## Problem details
Give again, exactly, every line of the entries below from the one that has "let mut storage = connect().await;" to the last.

Stored data entries:
◇ ◇ ◇ ◇ ◇

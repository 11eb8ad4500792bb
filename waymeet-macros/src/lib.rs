use proc_macro::TokenStream;
use syn::{DeriveInput, parse_macro_input};

mod parsed;

use parsed::ParsedPatch;

/// Derive a partial-update companion struct.
///
/// For a struct `User` this generates `UserPatch`, where every field of `User`
/// becomes an `Option`. Fields marked `#[patch(skip)]` are left out. The patch
/// implements `waymeet::patch::Patch<User>`; applying it overwrites exactly the
/// fields that were set.
///
/// ```text
/// #[derive(Patch)]
/// pub struct FilterState {
///     pub categories: Vec<String>,
///     pub price_max: f64,
/// }
///
/// // Generated:
/// // pub struct FilterStatePatch { pub categories: Option<Vec<String>>, pub price_max: Option<f64> }
/// // FilterStatePatch::new().price_max(500.0).apply(&mut filters)
/// ```
#[proc_macro_derive(Patch, attributes(patch))]
pub fn derive_patch(input: TokenStream) -> TokenStream {
    let input = parse_macro_input!(input as DeriveInput);

    match ParsedPatch::from_input(&input) {
        Ok(parsed) => parsed.emit().into(),
        Err(err) => err.to_compile_error().into(),
    }
}
//! Redis-backed session storage. Needs a server at `REDIS_URL`
//! (default `redis://127.0.0.1:6379`); run with `--ignored`.

use waymeet::id::generate_entity_id;
use waymeet::keys::{ONBOARDING_KEY, SESSION_KEY};
use waymeet::storage::{KeyValueStorage, RedisStorage};
use waymeet::{Latency, UserStore};

async fn connect() -> RedisStorage {
    let redis_url = std::env::var("REDIS_URL").unwrap_or_else(|_| "redis://127.0.0.1:6379".to_string());
    let prefix = format!("waymeet_test_{}", generate_entity_id());
    RedisStorage::connect(&redis_url, prefix).await.expect("Failed to connect to Redis")
}

#[tokio::test]
#[ignore = "requires a running Redis server"]
async fn items_round_trip_under_prefix() {
    let mut storage = connect().await;
    assert_eq!(storage.get_item(SESSION_KEY).await.unwrap(), None);

    storage.set_item(ONBOARDING_KEY, "true").await.unwrap();
    assert_eq!(storage.get_item(ONBOARDING_KEY).await.unwrap().as_deref(), Some("true"));

    storage.remove_item(ONBOARDING_KEY).await.unwrap();
    storage.remove_item(ONBOARDING_KEY).await.unwrap();
    assert_eq!(storage.get_item(ONBOARDING_KEY).await.unwrap(), None);

    storage.clear().await.unwrap();
}

#[tokio::test]
#[ignore = "requires a running Redis server"]
async fn session_is_shared_between_connections() {
    let storage = connect().await;
    let mut writer = UserStore::with_latency(storage.clone(), Latency::none());
    writer.login("diego@waymeet.app", "").await.unwrap();
    writer.complete_onboarding().await.unwrap();

    let mut reader = UserStore::with_latency(storage, Latency::none());
    reader.check_session().await;
    assert!(reader.is_authenticated());
    assert!(reader.has_completed_onboarding());
    assert_eq!(reader.user().unwrap().id, "4");

    let mut cleanup = reader.into_storage();
    assert_eq!(cleanup.clear().await.unwrap(), 2);
}
use waymeet::Patch;

#[derive(Patch, Debug, Clone, PartialEq)]
struct Profile {
    #[patch(skip)]
    id: String,
    name: String,
    age: u32,
    tags: Vec<String>,
}

fn main() {
    let mut profile = Profile {
        id: "p1".to_string(),
        name: "Ana".to_string(),
        age: 30,
        tags: Vec::new(),
    };

    let patch = ProfilePatch::new().name("Bia").age(31);
    assert!(!patch.is_empty());
    patch.apply(&mut profile);

    assert_eq!(profile.id, "p1");
    assert_eq!(profile.name, "Bia");
    assert_eq!(profile.age, 31);
    assert!(profile.tags.is_empty());
}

◇ ◇ ◇ ◇ ◇

## Response to the task
    let mut storage = connect().await;
    assert_eq!(storage.get_item(SESSION_KEY).await.unwrap(), None);

    storage.set_item(ONBOARDING_KEY, "true").await.unwrap();
    assert_eq!(storage.get_item(ONBOARDING_KEY).await.unwrap().as_deref(), Some("true"));

    storage.remove_item(ONBOARDING_KEY).await.unwrap();
    storage.remove_item(ONBOARDING_KEY).await.unwrap();
    assert_eq!(storage.get_item(ONBOARDING_KEY).await.unwrap(), None);

    storage.clear().await.unwrap();
}

#[tokio::test]
#[ignore = "requires a running Redis server"]
async fn session_is_shared_between_connections() {
    let storage = connect().await;
    let mut writer = UserStore::with_latency(storage.clone(), Latency::none());
    writer.login("diego@waymeet.app", "").await.unwrap();
    writer.complete_onboarding().await.unwrap();

    let mut reader = UserStore::with_latency(storage, Latency::none());
    reader.check_session().await;
    assert!(reader.is_authenticated());
    assert!(reader.has_completed_onboarding());
    assert_eq!(reader.user().unwrap().id, "4");

    let mut cleanup = reader.into_storage();
    assert_eq!(cleanup.clear().await.unwrap(), 2);
}
use waymeet::Patch;

#[derive(Patch, Debug, Clone, PartialEq)]
struct Profile {
    #[patch(skip)]
    id: String,
    name: String,
    age: u32,
    tags: Vec<String>,
}

fn main() {
    let mut profile = Profile {
        id: "p1".to_string(),
        name: "Ana".to_string(),
        age: 30,
        tags: Vec::new(),
    };

    let patch = ProfilePatch::new().name("Bia").age(31);
    assert!(!patch.is_empty());
    patch.apply(&mut profile);

    assert_eq!(profile.id, "p1");
    assert_eq!(profile.name, "Bia");
    assert_eq!(profile.age, 31);
    assert!(profile.tags.is_empty());
}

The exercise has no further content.